The Office of the eSafety Commissioner has launched a new education program, The YeS Project, encouraging young people and teachers to explore online issues including cyberbullying and image-based abuse, sparking important conversations and problem solving in students’ online and offline worlds.
“As young Australians continue to encounter a range of confronting and challenging experiences online, it has never been more important to help young people positively shape their digital practices and support their peers,” said, Julie Inman Grant, eSafety Commissioner.
“Reassuringly, our research suggests that young people are able to recognise the positive outcomes that arise from negative incidents online, like knowing how to manage these risks or helping a friend through online strife,” Inman Grant said.
“The YeS Project aims to build on these behaviours, empowering students to positively influence their online worlds – individually and as a group – bybeing supportive peers, sharing stories and knowing what to do if something goes wrong online.”

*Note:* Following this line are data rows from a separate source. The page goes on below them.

use actix_web::{web, HttpResponse};
use validator::Validate;

use sf_core::repositories::{OrderRepository, ProductRepository, UserRepository};
use sf_core::services::auth::PasswordHasherTrait;

use crate::dto::RegisterRequest;
use crate::handlers::ApiError;
use crate::state::AppState;

/// Handler for POST /api/auth/register
///
/// # Request Body
///
/// ```json
/// { "username": "alice", "email": "alice@example.com", "password": "password123" }
/// ```
///
/// # Response
///
/// `201 Created` with `{ "token", "expires_in", "user": { "id", "username", "email", "is_staff" } }`.
/// `400` for invalid input or a taken username.
pub async fn register<U, H, P, O>(
    state: web::Data<AppState<U, H, P, O>>,
    request: web::Json<RegisterRequest>,
) -> Result<HttpResponse, ApiError>
where
    U: UserRepository + 'static,
    H: PasswordHasherTrait + 'static,
    P: ProductRepository + 'static,
    O: OrderRepository + 'static,
{
    let request = request.into_inner().normalized();
    request.validate()?;

    let response = state
        .auth_service
        .register(&request.username, request.email, &request.password)
        .await?;

    Ok(HttpResponse::Created().json(response))
}
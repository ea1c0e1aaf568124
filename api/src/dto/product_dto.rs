use rust_decimal::Decimal;
use serde::{Deserialize, Serialize};
use sf_core::domain::entities::product::NewProduct;
use validator::Validate;

#[derive(Debug, Clone, Serialize, Deserialize, Validate)]
pub struct CreateProductRequest {
    #[validate(length(min = 1, max = 200))]
    pub name: String,
    #[serde(default)]
    pub description: String,
    /// Accepts `"29.99"` or `29.99`
    pub price: Decimal,
    #[validate(length(max = 500))]
    #[serde(default)]
    pub image_url: String,
}

impl From<CreateProductRequest> for NewProduct {
    fn from(request: CreateProductRequest) -> Self {
        Self {
            name: request.name,
            description: request.description,
            price: request.price,
            image_url: request.image_url,
        }
    }
}
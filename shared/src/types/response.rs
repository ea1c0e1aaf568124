//! API response types

use chrono::{DateTime, Utc};
use serde::{Deserialize, Serialize};

/// Health status of the service or a dependency
#[derive(Debug, Clone, Copy, PartialEq, Eq, Serialize, Deserialize)]
#[serde(rename_all = "lowercase")]
pub enum HealthStatus {
    Healthy,
    Degraded,
    Unhealthy,
}

/// Health check response
#[derive(Debug, Clone, Serialize, Deserialize)]
pub struct HealthResponse {
    pub status: HealthStatus,
    pub service: String,
    pub version: String,
    /// Storage backend in use ("mysql" or "memory")
    pub storage: String,
    pub timestamp: DateTime<Utc>,
}

impl HealthResponse {
    pub fn new(
        status: HealthStatus,
        service: impl Into<String>,
        version: impl Into<String>,
        storage: impl Into<String>,
    ) -> Self {
        Self {
            status,
            service: service.into(),
            version: version.into(),
            storage: storage.into(),
            timestamp: Utc::now(),
        }
    }
}

#[cfg(test)]
mod tests {
    use super::*;

    #[test]
    fn test_health_status_serialization() {
        let json = serde_json::to_string(&HealthStatus::Healthy).unwrap();
        assert_eq!(json, "\"healthy\"");
    }
}
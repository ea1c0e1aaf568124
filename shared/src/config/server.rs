//! Server configuration module

use serde::{Deserialize, Serialize};

/// HTTP server configuration
#[derive(Debug, Clone, Deserialize, Serialize)]
pub struct ServerConfig {
    /// Server host address
    pub host: String,

    /// Server port
    pub port: u16,

    /// Worker threads (0 = number of CPU cores)
    #[serde(default)]
    pub workers: usize,

    /// Maximum JSON payload size in bytes
    #[serde(default = "default_max_payload_size")]
    pub max_payload_size: usize,
}

impl Default for ServerConfig {
    fn default() -> Self {
        Self {
            host: String::from("127.0.0.1"),
            port: 8080,
            workers: 0, // Use all CPU cores
            max_payload_size: default_max_payload_size(),
        }
    }
}

impl ServerConfig {
    /// Create a new server configuration
    pub fn new(host: impl Into<String>, port: u16) -> Self {
        Self {
            host: host.into(),
            port,
            ..Default::default()
        }
    }

    /// Create from environment variables
    pub fn from_env() -> Self {
        let defaults = Self::default();
        Self {
            host: std::env::var("SERVER_HOST").unwrap_or(defaults.host),
            port: std::env::var("SERVER_PORT")
                .ok()
                .and_then(|p| p.parse().ok())
                .unwrap_or(defaults.port),
            workers: std::env::var("SERVER_WORKERS")
                .ok()
                .and_then(|w| w.parse().ok())
                .unwrap_or(defaults.workers),
            max_payload_size: defaults.max_payload_size,
        }
    }

    /// Get the bind address
    pub fn bind_address(&self) -> String {
        format!("{}:{}", self.host, self.port)
    }
}

/// CORS configuration
#[derive(Debug, Clone, Deserialize, Serialize)]
pub struct CorsConfig {
    /// Allowed origins; `*` allows any origin
    #[serde(default)]
    pub allowed_origins: Vec<String>,

    /// Max age for preflight cache in seconds
    #[serde(default = "default_max_age")]
    pub max_age: usize,
}

impl Default for CorsConfig {
    fn default() -> Self {
        Self {
            allowed_origins: vec![],
            max_age: default_max_age(),
        }
    }
}

impl CorsConfig {
    /// Create a permissive CORS configuration for development
    pub fn development() -> Self {
        Self {
            allowed_origins: vec!["*".to_string()],
            max_age: 3600,
        }
    }

    /// Read a comma separated `CORS_ALLOWED_ORIGINS`
    pub fn from_env() -> Self {
        let allowed_origins = std::env::var("CORS_ALLOWED_ORIGINS")
            .map(|v| {
                v.split(',')
                    .map(str::trim)
                    .filter(|o| !o.is_empty())
                    .map(String::from)
                    .collect()
            })
            .unwrap_or_default();

        Self {
            allowed_origins,
            ..Default::default()
        }
    }

    /// Whether every origin is accepted
    pub fn allows_any_origin(&self) -> bool {
        self.allowed_origins.iter().any(|o| o == "*")
    }
}

fn default_max_payload_size() -> usize {
    64 * 1024 // 64 KB
}

fn default_max_age() -> usize {
    3600
}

“It also helps teachers build their capacity in a space that can be uncomfortable and sometimes foreign – but one that is vital to understand in order to help young people navigate the online world more safely,” Inman Grant said.

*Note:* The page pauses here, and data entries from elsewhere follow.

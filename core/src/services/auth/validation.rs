//! Credential validation rules

use once_cell::sync::Lazy;
use regex::Regex;

use crate::errors::ValidationError;

pub const MAX_USERNAME_LENGTH: usize = 150;

/// Letters, digits and `@ . + - _`
static USERNAME_REGEX: Lazy<Regex> = Lazy::new(|| Regex::new(r"^[A-Za-z0-9@.+_-]+$").unwrap());

pub fn validate_username(username: &str) -> Result<(), ValidationError> {
    if username.is_empty() {
        return Err(ValidationError::RequiredField {
            field: "username".to_string(),
        });
    }

    let length = username.chars().count();
    if length > MAX_USERNAME_LENGTH {
        return Err(ValidationError::InvalidLength {
            field: "username".to_string(),
            min: 1,
            max: MAX_USERNAME_LENGTH,
            actual: length,
        });
    }

    if !USERNAME_REGEX.is_match(username) {
        return Err(ValidationError::InvalidFormat {
            field: "username".to_string(),
        });
    }

    Ok(())
}

pub fn validate_password(password: &str, min_length: usize) -> Result<(), ValidationError> {
    if password.is_empty() {
        return Err(ValidationError::RequiredField {
            field: "password".to_string(),
        });
    }

    let length = password.chars().count();
    if length < min_length {
        return Err(ValidationError::InvalidLength {
            field: "password".to_string(),
            min: min_length,
            max: usize::MAX,
            actual: length,
        });
    }

    Ok(())
}

#[cfg(test)]
mod tests {
    use super::*;

    #[test]
    fn test_valid_usernames() {
        for name in ["alice", "bob.smith", "a+b@shop", "x_y-z", "7"] {
            assert!(validate_username(name).is_ok(), "{name} should be accepted");
        }
    }

    #[test]
    fn test_invalid_usernames() {
        assert!(matches!(
            validate_username(""),
            Err(ValidationError::RequiredField { .. })
        ));
        assert!(matches!(
            validate_username("has space"),
            Err(ValidationError::InvalidFormat { .. })
        ));
        assert!(matches!(
            validate_username(&"a".repeat(151)),
            Err(ValidationError::InvalidLength { actual: 151, .. })
        ));
        assert!(validate_username(&"a".repeat(150)).is_ok());
    }

    #[test]
    fn test_password_length() {
        assert!(validate_password("12345678", 8).is_ok());
        assert!(matches!(
            validate_password("short", 8),
            Err(ValidationError::InvalidLength { actual: 5, .. })
        ));
    }
}
//! Unit tests for domain entities

mod user_tests;
pub mod auth;
pub mod cors;

pub use auth::{AuthContext, JwtAuth, OptionalAuth};
pub use cors::create_cors;
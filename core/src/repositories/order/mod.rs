#[path = "trait.rs"]
mod trait_;
mod memory;


pub use memory::InMemoryOrderRepository;
pub use trait_::{OrderFilter, OrderRepository};
//! Shared utilities and common types for the Storefront server
//!
//! This crate provides common functionality used across all server modules:
//! - Configuration types loaded from the environment
//! - The standard error payload and error codes
//! - Health check responses

pub mod config;
pub mod errors;
pub mod types;

// Re-export commonly used items at crate root
pub use config::{
    AppConfig, AdminBootstrapConfig, CorsConfig, DatabaseConfig, Environment, JwtConfig,
    LogFormat, LoggingConfig, RegistrationConfig, ServerConfig,
};
pub use errors::{error_codes, ErrorResponse};
pub use types::{HealthResponse, HealthStatus};
//! Token claims for JWT-based authentication.

use chrono::{Duration, Utc};
use serde::{Deserialize, Serialize};
use uuid::Uuid;

use super::user::{Role, User};

/// JWT issuer
pub const JWT_ISSUER: &str = "storefront";

/// JWT audience
pub const JWT_AUDIENCE: &str = "storefront-api";

/// Claims structure for JWT payload
#[derive(Debug, Clone, PartialEq, Eq, Serialize, Deserialize)]
pub struct Claims {
    /// Subject (user ID)
    pub sub: String,

    /// Login name at the time of issue
    pub username: String,

    /// Role at the time of issue
    pub role: Role,

    /// Issued at timestamp
    pub iat: i64,

    /// Expiration timestamp
    pub exp: i64,

    /// Not before timestamp
    pub nbf: i64,

    /// Issuer
    pub iss: String,

    /// Audience
    pub aud: String,

    /// JWT ID (unique identifier for the token)
    pub jti: String,
}

impl Claims {
    /// Creates access token claims for a user, valid for `expiry_seconds`
    pub fn for_user(user: &User, expiry_seconds: i64, issuer: &str, audience: &str) -> Self {
        let now = Utc::now();
        let expiry = now + Duration::seconds(expiry_seconds);

        Self {
            sub: user.id.to_string(),
            username: user.username.clone(),
            role: user.role,
            iat: now.timestamp(),
            exp: expiry.timestamp(),
            nbf: now.timestamp(),
            iss: issuer.to_string(),
            aud: audience.to_string(),
            jti: Uuid::new_v4().to_string(),
        }
    }

    pub fn is_expired(&self) -> bool {
        Utc::now().timestamp() >= self.exp
    }

    /// Gets the user ID from the claims
    pub fn user_id(&self) -> Result<Uuid, uuid::Error> {
        Uuid::parse_str(&self.sub)
    }
}
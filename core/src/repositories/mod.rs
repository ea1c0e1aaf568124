//! Repository traits and in-memory implementations.

pub mod order;
pub mod product;
pub mod user;

pub use order::{InMemoryOrderRepository, OrderFilter, OrderRepository};
pub use product::{InMemoryProductRepository, ProductRepository};
pub use user::{InMemoryUserRepository, UserRepository};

In its unique format, teachers can choose from 12 standalone workshops to design a program that works for their students and school environment.

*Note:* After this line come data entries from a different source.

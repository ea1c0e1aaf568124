//! Application factory
//!
//! Builds the actix-web `App` over an [`AppState`]. The same factory backs
//! the binary and the integration tests.

use actix_web::{
    body::MessageBody,
    dev::{ServiceFactory, ServiceRequest, ServiceResponse},
    middleware::NormalizePath,
    web, App, HttpResponse,
};
use tracing_actix_web::TracingLogger;

use sf_core::repositories::{OrderRepository, ProductRepository, UserRepository};
use sf_core::services::auth::PasswordHasherTrait;
use sf_shared::{error_codes, AppConfig, ErrorResponse};

use crate::handlers::{health::health_check, ApiError};
use crate::middleware::{create_cors, JwtAuth};
use crate::routes::{admin, auth, orders, products};
use crate::state::AppState;

/// Create and configure the application with all dependencies
pub fn create_app<U, H, P, O>(
    app_state: web::Data<AppState<U, H, P, O>>,
    config: &AppConfig,
) -> App<
    impl ServiceFactory<
        ServiceRequest,
        Config = (),
        Response = ServiceResponse<impl MessageBody>,
        Error = actix_web::Error,
        InitError = (),
    >,
>
where
    U: UserRepository + 'static,
    H: PasswordHasherTrait + 'static,
    P: ProductRepository + 'static,
    O: OrderRepository + 'static,
{
    let jwt_auth = JwtAuth::new(app_state.token_service.clone());
    let cors = create_cors(&config.cors);

    let json_config = web::JsonConfig::default()
        .limit(config.server.max_payload_size)
        .error_handler(|err, _req| ApiError::BadRequest(err.to_string()).into());

    // Protected handlers read raw bytes so the caller check runs first
    let payload_config = web::PayloadConfig::new(config.server.max_payload_size);

    App::new()
        .app_data(app_state)
        .app_data(json_config)
        .app_data(payload_config)
        // Last wrap runs first: request span, path normalisation, CORS, then auth
        .wrap(jwt_auth)
        .wrap(cors)
        .wrap(NormalizePath::trim())
        .wrap(TracingLogger::default())
        .route("/health", web::get().to(health_check::<U, H, P, O>))
        .service(
            web::scope("/api")
                .service(
                    web::scope("/auth")
                        .route("/register", web::post().to(auth::register::<U, H, P, O>))
                        .route("/login", web::post().to(auth::login::<U, H, P, O>))
                        .route("/me", web::get().to(auth::me::<U, H, P, O>)),
                )
                .service(
                    web::scope("/products")
                        .route("", web::get().to(products::list_products::<U, H, P, O>))
                        .route("", web::post().to(products::create_product::<U, H, P, O>))
                        .route("/{id}", web::get().to(products::get_product::<U, H, P, O>)),
                )
                .service(
                    web::scope("/orders")
                        .route("", web::get().to(orders::list_orders::<U, H, P, O>))
                        .route("", web::post().to(orders::create_order::<U, H, P, O>))
                        .route("/{id}", web::get().to(orders::get_order::<U, H, P, O>)),
                )
                .service(
                    web::scope("/admin")
                        .route("/orders", web::get().to(admin::list_all_orders::<U, H, P, O>)),
                ),
        )
        .default_service(web::route().to(not_found))
}

/// Default 404 handler
async fn not_found() -> HttpResponse {
    HttpResponse::NotFound().json(ErrorResponse::new(
        error_codes::NOT_FOUND,
        "The requested resource was not found",
    ))
}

“This comprehensive and responsive approach to eSafety learning helps to facilitate positive, long-term behavioural change. Students will develop skills to help lead, influence, mentor and support their fellow peers,” adds Inman Grant.
This digital and social health program is mapped against the Australian curriculum, and mirrors other health education initiatives, using an ethics framework to support young people caring for themselves, their peers and their worlds.
To celebrate the launch of The YeS Project, the eSafety Office is holding an event at ACMI in Melbourne with a range of key education stakeholders and students who were involved in the development of the program and its content.